And to finish all my breakthroughs, there are two more that really shaped me:
- First, the reminder that if you don’t prioritize your own well-being, nobody else will. You have to do the hard work of working on yourself if you truly want to change. Since the retreat, I’ve been consistently meditating 1h per day, and the one day that I didn’t do it, I felt it straight - how I was less grounded, how my mind was going in a hundred different directions, and how I made bad decisions in life. Prioritize yourself so that you can better serve others in the long-term.
- And second, whenever I used to have a thought that doesn’t serve me (such as “I want a cigarette” since I’ve been a smoker for ten years prior to this experience), I used to intellectually coach myself out of it. For example, I would start talking outloud to myself to dissuade myself from smoking. Or I would imagine the thought and put it in an imaginary closet. Now, my reaction to thoughts are different: whenever I observe myself thinking about something that doesn’t serve me, I just put my attention back on my body or breath. And the thought disappears! There is no point in being stuck in your head if the solution is to simply not give it attention.
Oh yes, and I also stopped smoking and drinking.

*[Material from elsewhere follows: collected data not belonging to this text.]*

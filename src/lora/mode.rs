//! Device mode state machine.
//!
//! The controller owns the driver's view of the transceiver mode. Every transition
//! is a read-modify-write of the 3-bit mode field followed by a read-back; the
//! cached mode is only updated once the device confirms it.

use super::bus::{RadioBus, RegisterInterface};
use super::registers::{opmode, Register};
use super::RadioError;
use log::debug;

/// Transceiver operating modes (`RegOpMode` bits 2..0).
#[derive(Debug, Clone, Copy, PartialEq, Eq, Hash)]
pub enum Mode {
    Sleep,
    Standby,
    FsTx,
    Transmit,
    FsRx,
    ReceiveContinuous,
    ReceiveSingle,
    ChannelActivityDetect,
}

impl Mode {
    pub const ALL: [Mode; 8] = [
        Mode::Sleep,
        Mode::Standby,
        Mode::FsTx,
        Mode::Transmit,
        Mode::FsRx,
        Mode::ReceiveContinuous,
        Mode::ReceiveSingle,
        Mode::ChannelActivityDetect,
    ];

    /// Encoding of this mode in the opmode mode field.
    pub const fn bits(self) -> u8 {
        match self {
            Self::Sleep => 0b000,
            Self::Standby => 0b001,
            Self::FsTx => 0b010,
            Self::Transmit => 0b011,
            Self::FsRx => 0b100,
            Self::ReceiveContinuous => 0b101,
            Self::ReceiveSingle => 0b110,
            Self::ChannelActivityDetect => 0b111,
        }
    }

    /// Decode the mode field. Only the low three bits are considered.
    pub fn from_bits(bits: u8) -> Option<Self> {
        Self::ALL.into_iter().find(|m| m.bits() == bits & 0b111)
    }
}

/// Verified mode transitions.
#[derive(Debug)]
pub struct ModeController {
    current: Option<Mode>,
}

impl Default for ModeController {
    fn default() -> Self {
        Self::new()
    }
}

impl ModeController {
    /// A controller that has not yet observed the device mode.
    pub fn new() -> Self {
        Self { current: None }
    }

    /// Last mode confirmed by read-back, if any.
    pub fn current(&self) -> Option<Mode> {
        self.current
    }

    /// Whether the last confirmed mode is `mode`.
    pub fn is_in(&self, mode: Mode) -> bool {
        self.current == Some(mode)
    }

    /// Transition the device to `target`.
    ///
    /// Fails with [`RadioError::ModeVerificationFailed`] when the device reports a
    /// different mode after the write; the cached mode is then cleared so the next
    /// caller cannot act on a stale value.
    pub fn set_mode<B: RadioBus>(
        &mut self,
        regs: &mut RegisterInterface<B>,
        target: Mode,
    ) -> Result<(), RadioError> {
        let value = regs.read_register(Register::OpMode)?;
        regs.write_register(Register::OpMode, opmode::MODE.set(value, target.bits()))?;

        let readback = opmode::MODE.get(regs.read_register(Register::OpMode)?);
        if readback != target.bits() {
            self.current = None;
            return Err(RadioError::ModeVerificationFailed {
                expected: target,
                actual: readback,
            });
        }

        if self.current != Some(target) {
            debug!("mode {:?} -> {:?}", self.current, target);
        }
        self.current = Some(target);
        Ok(())
    }

    /// Query the device directly and refresh the cached mode.
    pub fn read_mode<B: RadioBus>(
        &mut self,
        regs: &mut RegisterInterface<B>,
    ) -> Result<Mode, RadioError> {
        let bits = opmode::MODE.get(regs.read_register(Register::OpMode)?);
        // The field is 3 bits wide and every encoding is a valid mode.
        let mode = Mode::from_bits(bits).unwrap_or(Mode::Sleep);
        self.current = Some(mode);
        Ok(mode)
    }

    /// Switch the device into LoRa mode with high-frequency register access.
    ///
    /// The long-range bit can only change in Sleep, so the device is put to sleep
    /// first. Called once during initialization; never toggled afterwards.
    pub fn enter_lora<B: RadioBus>(
        &mut self,
        regs: &mut RegisterInterface<B>,
    ) -> Result<(), RadioError> {
        self.set_mode(regs, Mode::Sleep)?;
        let mut value = regs.read_register(Register::OpMode)?;
        value = opmode::LONG_RANGE_MODE.set(value, 1);
        value = opmode::ACCESS_SHARED_REG.set(value, 0);
        value = opmode::LOW_FREQUENCY_MODE_ON.set(value, 0);
        regs.write_register(Register::OpMode, value)?;

        if regs.read_field(opmode::LONG_RANGE_MODE)? != 1 {
            self.current = None;
            return Err(RadioError::ModeVerificationFailed {
                expected: Mode::Sleep,
                actual: opmode::MODE.get(regs.read_register(Register::OpMode)?),
            });
        }
        Ok(())
    }
}

#[cfg(test)]
mod tests {
    use super::*;
    use crate::lora::SimulatedRadio;

    fn setup() -> (SimulatedRadio, RegisterInterface<SimulatedRadio>) {
        let sim = SimulatedRadio::new();
        // Keep TX from completing so Transmit stays observable.
        sim.set_tx_done_after_polls(None);
        (sim.clone(), RegisterInterface::new(sim))
    }

    #[test]
    fn test_bits_round_trip() {
        for mode in Mode::ALL {
            assert_eq!(Mode::from_bits(mode.bits()), Some(mode));
        }
    }

    #[test]
    fn test_set_mode_every_state() {
        let (sim, mut regs) = setup();
        let mut ctrl = ModeController::new();

        for mode in Mode::ALL {
            ctrl.set_mode(&mut regs, mode).unwrap();
            assert!(ctrl.is_in(mode));
            assert_eq!(ctrl.read_mode(&mut regs).unwrap(), mode);
            assert_eq!(sim.mode(), Some(mode));
        }
    }

    #[test]
    fn test_set_mode_preserves_upper_bits() {
        let (sim, mut regs) = setup();
        sim.set_register(Register::OpMode, 0x80);
        let mut ctrl = ModeController::new();

        ctrl.set_mode(&mut regs, Mode::Standby).unwrap();

        assert_eq!(sim.register(Register::OpMode), 0x81);
    }

    #[test]
    fn test_readback_mismatch_fails() {
        let (sim, mut regs) = setup();
        let mut ctrl = ModeController::new();
        ctrl.set_mode(&mut regs, Mode::Standby).unwrap();

        sim.force_mode_readback(Some(Mode::Sleep));
        let err = ctrl.set_mode(&mut regs, Mode::Transmit).unwrap_err();

        assert!(matches!(
            err,
            RadioError::ModeVerificationFailed {
                expected: Mode::Transmit,
                actual: 0,
            }
        ));
        assert_eq!(ctrl.current(), None);
    }

    #[test]
    fn test_enter_lora_sets_long_range_and_hf() {
        let (sim, mut regs) = setup();
        let mut ctrl = ModeController::new();

        ctrl.enter_lora(&mut regs).unwrap();

        let value = sim.register(Register::OpMode);
        assert_eq!(opmode::LONG_RANGE_MODE.get(value), 1);
        assert_eq!(opmode::LOW_FREQUENCY_MODE_ON.get(value), 0);
        assert_eq!(sim.mode(), Some(Mode::Sleep));
    }
}
impl<B: RadioBus> Radio<B> {
    /// Wrap a bus. The device is not touched until [`init`](Self::init).
    pub fn new(bus: B, config: RadioConfig) -> Self {
        Self {
            regs: RegisterInterface::new(bus),
            mode: ModeController::new(),
            modem: ModemConfigurator::new(config.oscillator_hz),
            completion: CompletionWaiter::new(config.completion),
            config,
            initialized: false,
        }
    }

    /// Interrupt notifier to hand to the DIO0 handler; `None` when polling.
    pub fn irq_notifier(&self) -> Option<IrqNotifier> {
        self.completion.notifier()
    }

    /// Reset and configure the transceiver for LoRa operation, ending in Standby.
    pub fn init(&mut self) -> Result<(), RadioError> {
        info!("Initializing RFM95W radio");

        if self.config.hardware_reset {
            self.hardware_reset()?;
        }

        let version = self.regs.read_register(Register::Version)?;
        if version != SILICON_VERSION {
            warn!(
                "Unexpected silicon version {:#04x} (expected {:#04x})",
                version, SILICON_VERSION
            );
        }

        self.mode.enter_lora(&mut self.regs)?;
        self.regs.write_register(Register::FifoTxBaseAddr, FIFO_TX_BASE_ADDR)?;
        self.regs.write_register(Register::FifoRxBaseAddr, FIFO_RX_BASE_ADDR)?;

        let modem = self.config.modem;
        self.modem.apply(&mut self.regs, &modem)?;
        self.ensure_mode(Mode::Standby)?;

        self.initialized = true;
        info!(
            "RFM95W initialized: {} Hz, SF{}, {} Hz, CR 4/{}, {} dBm",
            modem.frequency_hz,
            modem.spreading_factor.value(),
            modem.bandwidth.hz(),
            modem.coding_rate.denominator(),
            modem.power.dbm()
        );
        Ok(())
    }

    /// Transmit one packet and wait for the device to report it sent.
    ///
    /// On [`RadioError::TransmitTimeout`] the device is left in Transmit mode; call
    /// [`force_standby`](Self::force_standby) before reusing it.
    pub fn transmit(&mut self, payload: &[u8]) -> Result<(), RadioError> {
        if payload.is_empty() || payload.len() > MAX_PAYLOAD_LEN {
            return Err(RadioError::InvalidPayload {
                len: payload.len(),
                max: MAX_PAYLOAD_LEN,
            });
        }
        if !self.initialized {
            return Err(RadioError::NotInitialized);
        }

        self.ensure_mode(Mode::Standby)?;
        self.regs.write_register(Register::FifoAddrPtr, FIFO_TX_BASE_ADDR)?;
        self.regs.write_burst(Register::Fifo, payload)?;
        self.regs.write_register(Register::PayloadLength, payload.len() as u8)?;
        self.regs.update_field(dio_mapping1::DIO0, dio_mapping1::DIO0_TX_DONE)?;
        // A stale TX-done from an earlier packet must not complete this one.
        self.regs.write_register(Register::IrqFlags, irq::TX_DONE)?;
        self.completion.arm();

        debug!("TX {} bytes", payload.len());
        self.ensure_mode(Mode::Transmit)?;

        if self.completion.wait(&mut self.regs, irq::TX_DONE)?.is_none() {
            warn!("TX done not observed within bound");
            return Err(RadioError::TransmitTimeout);
        }

        self.regs.write_register(Register::IrqFlags, irq::TX_DONE)?;
        self.ensure_mode(Mode::Standby)
    }

    /// Listen in receive-continuous mode until one packet arrives.
    ///
    /// Packets with a payload CRC error are discarded and reported as
    /// [`RadioError::PayloadCrcError`].
    pub fn receive(&mut self) -> Result<ReceivedPacket, RadioError> {
        if !self.initialized {
            return Err(RadioError::NotInitialized);
        }

        self.ensure_mode(Mode::Standby)?;
        self.regs.write_register(Register::FifoAddrPtr, FIFO_RX_BASE_ADDR)?;
        self.regs.update_field(dio_mapping1::DIO0, dio_mapping1::DIO0_RX_DONE)?;
        self.regs.write_register(Register::IrqFlags, irq::ALL)?;
        self.completion.arm();
        self.ensure_mode(Mode::ReceiveContinuous)?;

        let Some(flags) = self.completion.wait(&mut self.regs, irq::RX_DONE)? else {
            return Err(RadioError::ReceiveTimeout);
        };

        if flags & irq::PAYLOAD_CRC_ERROR != 0 {
            self.regs.write_register(Register::IrqFlags, irq::ALL)?;
            self.ensure_mode(Mode::Standby)?;
            warn!("RX payload CRC error, packet discarded");
            return Err(RadioError::PayloadCrcError);
        }

        let len = self.regs.read_register(Register::RxNbBytes)? as usize;
        // The device reports where the packet landed; it need not be the RX base.
        let current = self.regs.read_register(Register::FifoRxCurrentAddr)?;
        self.regs.write_register(Register::FifoAddrPtr, current)?;
        let data = self.regs.read_burst(Register::Fifo, len)?;

        let rssi_raw = self.regs.read_register(Register::PktRssiValue)?;
        let snr_raw = self.regs.read_register(Register::PktSnrValue)?;

        self.regs.write_register(Register::IrqFlags, irq::ALL)?;
        self.ensure_mode(Mode::Standby)?;

        debug!("RX {} bytes", data.len());
        Ok(ReceivedPacket {
            data,
            rssi: RSSI_OFFSET_HF + rssi_raw as i16,
            snr: (snr_raw as i8) / 4,
        })
    }

    /// Return to Standby after a timeout or an interrupted sequence.
    pub fn force_standby(&mut self) -> Result<(), RadioError> {
        self.regs.write_register(Register::IrqFlags, irq::ALL)?;
        self.ensure_mode(Mode::Standby)
    }

    /// Last mode confirmed by the device.
    pub fn mode(&self) -> Option<Mode> {
        self.mode.current()
    }

    pub fn is_in(&self, mode: Mode) -> bool {
        self.mode.is_in(mode)
    }

    /// Completion detection in use.
    pub fn completion(&self) -> CompletionStrategy {
        self.config.completion
    }

    /// Modem configuration as last written.
    pub fn modem_config(&self) -> &ModemConfig {
        self.modem.config()
    }

    /// Decode the modem configuration held by the device.
    pub fn read_modem_config(&mut self) -> Result<ModemConfig, RadioError> {
        self.modem.read_modem_config(&mut self.regs)
    }

    pub fn set_spreading_factor(&mut self, sf: u8) -> Result<SpreadingFactor, RadioError> {
        self.ensure_mode(Mode::Standby)?;
        self.modem.set_spreading_factor(&mut self.regs, sf)
    }

    pub fn set_bandwidth(&mut self, hz: u32) -> Result<Bandwidth, RadioError> {
        self.ensure_mode(Mode::Standby)?;
        self.modem.set_bandwidth(&mut self.regs, hz)
    }

    pub fn set_coding_rate(&mut self, denominator: u8) -> Result<CodingRate, RadioError> {
        self.ensure_mode(Mode::Standby)?;
        self.modem.set_coding_rate(&mut self.regs, denominator)
    }

    pub fn set_crc(&mut self, enabled: bool) -> Result<(), RadioError> {
        self.ensure_mode(Mode::Standby)?;
        self.modem.set_crc(&mut self.regs, enabled)
    }

    pub fn set_preamble_length(&mut self, symbols: u16) -> Result<(), RadioError> {
        self.ensure_mode(Mode::Standby)?;
        self.modem.set_preamble_length(&mut self.regs, symbols)
    }

    pub fn set_frequency(&mut self, freq_hz: u32) -> Result<u32, RadioError> {
        self.ensure_mode(Mode::Standby)?;
        self.modem.set_frequency(&mut self.regs, freq_hz)
    }

    pub fn set_power(&mut self, dbm: i8) -> Result<TxPower, RadioError> {
        self.ensure_mode(Mode::Standby)?;
        self.modem.set_power(&mut self.regs, dbm)
    }

    /// The underlying bus (reset line, test inspection).
    pub fn bus(&self) -> &B {
        self.regs.bus()
    }

    /// Mode transition with bounded retry on read-back mismatch.
    fn ensure_mode(&mut self, target: Mode) -> Result<(), RadioError> {
        let mut attempt = 0;
        loop {
            match self.mode.set_mode(&mut self.regs, target) {
                Err(RadioError::ModeVerificationFailed { actual, .. })
                    if attempt < self.config.mode_retries =>
                {
                    attempt += 1;
                    warn!(
                        "Mode {:?} not confirmed (device reports {:#05b}), retry {}",
                        target, actual, attempt
                    );
                }
                result => return result,
            }
        }
    }

    fn hardware_reset(&mut self) -> Result<(), RadioError> {
        debug!("Resetting radio");
        self.regs.bus_mut().assert_reset()?;
        std::thread::sleep(RESET_PULSE);
        self.regs.bus_mut().release_reset()?;
        std::thread::sleep(RESET_SETTLE);
        Ok(())
    }
}
//! LoRa modem parameters and their register encoding.
//!
//! Every setter clamps out-of-range input to the nearest valid value instead of
//! rejecting it, then writes only its own bit-field. Setters must only be used
//! while the device is not transmitting; [`Radio`](super::Radio) forces Standby
//! before calling into this module.

use super::airtime::low_data_rate_optimize;
use super::bus::{RadioBus, RegisterInterface};
use super::registers::{
    lna, modem_config1, modem_config2, modem_config3, pa_config, pa_dac, Register,
};
use super::RadioError;
use log::debug;

/// Crystal oscillator frequency of the RFM95W module.
pub const DEFAULT_OSCILLATOR_HZ: u32 = 32_000_000;

/// Frequency synthesizer resolution exponent: `F_step = F_osc / 2^19`.
const FRF_SHIFT: u32 = 19;

/// Largest value representable by the 24-bit frequency register.
const FRF_MAX: u32 = 0x00FF_FFFF;

/// LoRa spreading factor, always within `[6, 12]`.
///
/// SF6 additionally requires implicit header mode on the transceiver.
#[derive(Debug, Clone, Copy, PartialEq, Eq, PartialOrd, Ord)]
pub struct SpreadingFactor(u8);

impl SpreadingFactor {
    pub const MIN: u8 = 6;
    pub const MAX: u8 = 12;

    /// Clamp `sf` into the supported range.
    pub fn new(sf: u8) -> Self {
        Self(sf.clamp(Self::MIN, Self::MAX))
    }

    pub fn value(self) -> u8 {
        self.0
    }
}

/// Signal bandwidth (`RegModemConfig1` bits 7..4).
#[derive(Debug, Clone, Copy, PartialEq, Eq, PartialOrd, Ord)]
pub enum Bandwidth {
    Khz7_8,
    Khz10_4,
    Khz15_6,
    Khz20_8,
    Khz31_25,
    Khz41_7,
    Khz62_5,
    Khz125,
    Khz250,
    Khz500,
}

impl Bandwidth {
    pub const ALL: [Bandwidth; 10] = [
        Bandwidth::Khz7_8,
        Bandwidth::Khz10_4,
        Bandwidth::Khz15_6,
        Bandwidth::Khz20_8,
        Bandwidth::Khz31_25,
        Bandwidth::Khz41_7,
        Bandwidth::Khz62_5,
        Bandwidth::Khz125,
        Bandwidth::Khz250,
        Bandwidth::Khz500,
    ];

    /// Nominal bandwidth in Hz.
    pub const fn hz(self) -> u32 {
        match self {
            Self::Khz7_8 => 7_800,
            Self::Khz10_4 => 10_400,
            Self::Khz15_6 => 15_600,
            Self::Khz20_8 => 20_800,
            Self::Khz31_25 => 31_250,
            Self::Khz41_7 => 41_700,
            Self::Khz62_5 => 62_500,
            Self::Khz125 => 125_000,
            Self::Khz250 => 250_000,
            Self::Khz500 => 500_000,
        }
    }

    /// Register encoding.
    pub const fn bits(self) -> u8 {
        self as u8
    }

    pub fn from_bits(bits: u8) -> Option<Self> {
        Self::ALL.get(bits as usize).copied()
    }

    /// Largest supported bandwidth not above `hz`; anything below the narrowest
    /// step clamps to 7.8 kHz and anything above 500 kHz clamps to 500 kHz.
    pub fn from_hz(hz: u32) -> Self {
        Self::ALL
            .into_iter()
            .rev()
            .find(|bw| bw.hz() <= hz)
            .unwrap_or(Self::Khz7_8)
    }
}

/// Forward error correction rate (`RegModemConfig1` bits 3..1).
///
/// The register value 0 is reserved and never produced.
#[derive(Debug, Clone, Copy, PartialEq, Eq, PartialOrd, Ord)]
pub enum CodingRate {
    Cr4_5,
    Cr4_6,
    Cr4_7,
    Cr4_8,
}

impl CodingRate {
    /// Clamp a coding-rate denominator (`5` for 4/5 … `8` for 4/8).
    pub fn from_denominator(denominator: u8) -> Self {
        match denominator {
            0..=5 => Self::Cr4_5,
            6 => Self::Cr4_6,
            7 => Self::Cr4_7,
            _ => Self::Cr4_8,
        }
    }

    pub const fn denominator(self) -> u8 {
        match self {
            Self::Cr4_5 => 5,
            Self::Cr4_6 => 6,
            Self::Cr4_7 => 7,
            Self::Cr4_8 => 8,
        }
    }

    pub const fn bits(self) -> u8 {
        self.denominator() - 4
    }

    pub fn from_bits(bits: u8) -> Option<Self> {
        match bits {
            1..=4 => Some(Self::from_denominator(bits + 4)),
            _ => None,
        }
    }
}

/// Output power on the PA_BOOST pin, in dBm, always within `[2, 20]`.
///
/// 18 and 19 dBm are not reachable without the high-power DAC and clamp down to 17.
#[derive(Debug, Clone, Copy, PartialEq, Eq, PartialOrd, Ord)]
pub struct TxPower(i8);

impl TxPower {
    pub const MIN_DBM: i8 = 2;
    pub const MAX_DBM: i8 = 20;
    const MAX_NORMAL_DBM: i8 = 17;

    pub fn new(dbm: i8) -> Self {
        match dbm {
            d if d >= Self::MAX_DBM => Self(Self::MAX_DBM),
            d => Self(d.clamp(Self::MIN_DBM, Self::MAX_NORMAL_DBM)),
        }
    }

    pub fn dbm(self) -> i8 {
        self.0
    }

    /// `(RegPaConfig, RegPaDac)` for this power level.
    ///
    /// The two registers are a matched pair and are always written together: +20 dBm
    /// needs `0xFF`/`0x87`, every other level needs the default DAC setting, and
    /// mixing them drives the amplifier out of its specified operating point.
    pub fn register_pair(self) -> (u8, u8) {
        if self.0 >= Self::MAX_DBM {
            return (pa_config::MAX_20DBM, pa_dac::BOOST_20DBM);
        }
        let mut value = pa_config::PA_SELECT.set(0, 1);
        value = pa_config::MAX_POWER.set(value, pa_config::MAX_POWER.max_value());
        // Pout = 2 + OutputPower on PA_BOOST.
        value = pa_config::OUTPUT_POWER.set(value, (self.0 - Self::MIN_DBM) as u8);
        (value, pa_dac::DEFAULT)
    }

    /// Decode a register pair written by [`register_pair`](Self::register_pair).
    pub fn from_registers(pa_config_value: u8, pa_dac_value: u8) -> Self {
        if pa_dac::PA_DAC.get(pa_dac_value) == pa_dac::PA_DAC.get(pa_dac::BOOST_20DBM) {
            return Self(Self::MAX_DBM);
        }
        Self::new(pa_config::OUTPUT_POWER.get(pa_config_value) as i8 + Self::MIN_DBM)
    }
}

/// Complete modem configuration.
#[derive(Debug, Clone, Copy, PartialEq, Eq)]
pub struct ModemConfig {
    pub bandwidth: Bandwidth,
    pub spreading_factor: SpreadingFactor,
    pub coding_rate: CodingRate,
    pub crc_enabled: bool,
    pub preamble_length: u16,
    pub frequency_hz: u32,
    pub power: TxPower,
}

impl Default for ModemConfig {
    /// 915 MHz, +20 dBm, 500 kHz, SF7, 4/5, CRC on.
    fn default() -> Self {
        Self {
            bandwidth: Bandwidth::Khz500,
            spreading_factor: SpreadingFactor::new(7),
            coding_rate: CodingRate::Cr4_5,
            crc_enabled: true,
            preamble_length: 8,
            frequency_hz: 915_000_000,
            power: TxPower::new(20),
        }
    }
}

/// Frequency register value for a carrier: `round(freq_hz / (osc_hz / 2^19))`.
///
/// The result saturates at the 24-bit register width.
pub fn carrier_frequency_register(freq_hz: u32, osc_hz: u32) -> u32 {
    if osc_hz == 0 {
        return 0;
    }
    let scaled = ((freq_hz as u64) << FRF_SHIFT) + osc_hz as u64 / 2;
    (scaled / osc_hz as u64).min(FRF_MAX as u64) as u32
}

/// Carrier frequency for a frequency register value, rounded to the nearest Hz.
pub fn frequency_from_register(frf: u32, osc_hz: u32) -> u32 {
    let half_step = 1u64 << (FRF_SHIFT - 1);
    (((frf as u64) * osc_hz as u64 + half_step) >> FRF_SHIFT) as u32
}

/// Register-level modem configuration.
#[derive(Debug)]
pub struct ModemConfigurator {
    config: ModemConfig,
    oscillator_hz: u32,
}

impl ModemConfigurator {
    pub fn new(oscillator_hz: u32) -> Self {
        Self {
            config: ModemConfig::default(),
            oscillator_hz,
        }
    }

    /// Configuration as last written to the device.
    pub fn config(&self) -> &ModemConfig {
        &self.config
    }

    pub fn oscillator_hz(&self) -> u32 {
        self.oscillator_hz
    }

    /// Write every modem parameter, the LNA boost and AGC, in register order.
    pub fn apply<B: RadioBus>(
        &mut self,
        regs: &mut RegisterInterface<B>,
        config: &ModemConfig,
    ) -> Result<(), RadioError> {
        self.set_frequency(regs, config.frequency_hz)?;
        self.set_power(regs, config.power.dbm())?;
        regs.update_field(lna::BOOST_HF, 0b11)?;
        self.set_bandwidth(regs, config.bandwidth.hz())?;
        self.set_coding_rate(regs, config.coding_rate.denominator())?;
        regs.update_field(modem_config1::IMPLICIT_HEADER_MODE_ON, 0)?;
        self.set_spreading_factor(regs, config.spreading_factor.value())?;
        self.set_crc(regs, config.crc_enabled)?;
        self.set_preamble_length(regs, config.preamble_length)?;
        regs.update_field(modem_config3::AGC_AUTO_ON, 1)?;
        debug!("modem configured: {:?}", self.config);
        Ok(())
    }

    pub fn set_spreading_factor<B: RadioBus>(
        &mut self,
        regs: &mut RegisterInterface<B>,
        sf: u8,
    ) -> Result<SpreadingFactor, RadioError> {
        let sf = SpreadingFactor::new(sf);
        regs.update_field(modem_config2::SPREADING_FACTOR, sf.value())?;
        self.config.spreading_factor = sf;
        self.update_low_data_rate_optimize(regs)?;
        Ok(sf)
    }

    pub fn set_bandwidth<B: RadioBus>(
        &mut self,
        regs: &mut RegisterInterface<B>,
        hz: u32,
    ) -> Result<Bandwidth, RadioError> {
        let bw = Bandwidth::from_hz(hz);
        regs.update_field(modem_config1::BW, bw.bits())?;
        self.config.bandwidth = bw;
        self.update_low_data_rate_optimize(regs)?;
        Ok(bw)
    }

    pub fn set_coding_rate<B: RadioBus>(
        &mut self,
        regs: &mut RegisterInterface<B>,
        denominator: u8,
    ) -> Result<CodingRate, RadioError> {
        let cr = CodingRate::from_denominator(denominator);
        regs.update_field(modem_config1::CODING_RATE, cr.bits())?;
        self.config.coding_rate = cr;
        Ok(cr)
    }

    pub fn set_crc<B: RadioBus>(
        &mut self,
        regs: &mut RegisterInterface<B>,
        enabled: bool,
    ) -> Result<(), RadioError> {
        regs.update_field(modem_config2::RX_PAYLOAD_CRC_ON, enabled as u8)?;
        self.config.crc_enabled = enabled;
        Ok(())
    }

    /// Preamble length in symbols, written MSB first.
    pub fn set_preamble_length<B: RadioBus>(
        &mut self,
        regs: &mut RegisterInterface<B>,
        symbols: u16,
    ) -> Result<(), RadioError> {
        let [msb, lsb] = symbols.to_be_bytes();
        regs.write_register(Register::PreambleMsb, msb)?;
        regs.write_register(Register::PreambleLsb, lsb)?;
        self.config.preamble_length = symbols;
        Ok(())
    }

    /// Program the carrier frequency. Returns the 24-bit register value written.
    pub fn set_frequency<B: RadioBus>(
        &mut self,
        regs: &mut RegisterInterface<B>,
        freq_hz: u32,
    ) -> Result<u32, RadioError> {
        let frf = carrier_frequency_register(freq_hz, self.oscillator_hz);
        let bytes = frf.to_be_bytes();
        regs.write_burst(Register::FrfMsb, &bytes[1..])?;
        self.config.frequency_hz = freq_hz;
        Ok(frf)
    }

    /// Program the output power; PA config and PA DAC are always written as a pair.
    pub fn set_power<B: RadioBus>(
        &mut self,
        regs: &mut RegisterInterface<B>,
        dbm: i8,
    ) -> Result<TxPower, RadioError> {
        let power = TxPower::new(dbm);
        let (pa, dac) = power.register_pair();
        regs.write_register(Register::PaConfig, pa)?;
        regs.write_register(Register::PaDac, dac)?;
        self.config.power = power;
        Ok(power)
    }

    /// Decode the modem configuration currently held by the device.
    pub fn read_modem_config<B: RadioBus>(
        &self,
        regs: &mut RegisterInterface<B>,
    ) -> Result<ModemConfig, RadioError> {
        let frf = regs.read_burst(Register::FrfMsb, 3)?;
        let frf = u32::from_be_bytes([0, frf[0], frf[1], frf[2]]);
        let mc1 = regs.read_register(Register::ModemConfig1)?;
        let mc2 = regs.read_register(Register::ModemConfig2)?;
        let preamble = regs.read_burst(Register::PreambleMsb, 2)?;
        let pa = regs.read_register(Register::PaConfig)?;
        let dac = regs.read_register(Register::PaDac)?;

        Ok(ModemConfig {
            bandwidth: Bandwidth::from_bits(modem_config1::BW.get(mc1))
                .unwrap_or(Bandwidth::Khz500),
            spreading_factor: SpreadingFactor::new(modem_config2::SPREADING_FACTOR.get(mc2)),
            coding_rate: CodingRate::from_bits(modem_config1::CODING_RATE.get(mc1))
                .unwrap_or(CodingRate::Cr4_5),
            crc_enabled: modem_config2::RX_PAYLOAD_CRC_ON.get(mc2) == 1,
            preamble_length: u16::from_be_bytes([preamble[0], preamble[1]]),
            frequency_hz: frequency_from_register(frf, self.oscillator_hz),
            power: TxPower::from_registers(pa, dac),
        })
    }

    fn update_low_data_rate_optimize<B: RadioBus>(
        &mut self,
        regs: &mut RegisterInterface<B>,
    ) -> Result<(), RadioError> {
        let ldro = low_data_rate_optimize(&self.config);
        regs.update_field(modem_config3::LOW_DATA_RATE_OPTIMIZE, ldro as u8)?;
        Ok(())
    }
}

Another little change that has served me really well - and my energy levels have been insanely high since the retreat!
YOUR TURN - HOW TO TRY IT OUT
Whether you do a Vipassana retreat or any other type of experience, my recommendation is that you have to prioritize these types of experiences in your life if you want to change your behavior. Dreaming about change or doing intellectual coaching does not help.
Everyone has their own experience during a Vipassana retreat. Yours will be different - and it is right so. Overall, for me, has taught me to appreciate calmness, inner peace, and to spend time cultivating these straights.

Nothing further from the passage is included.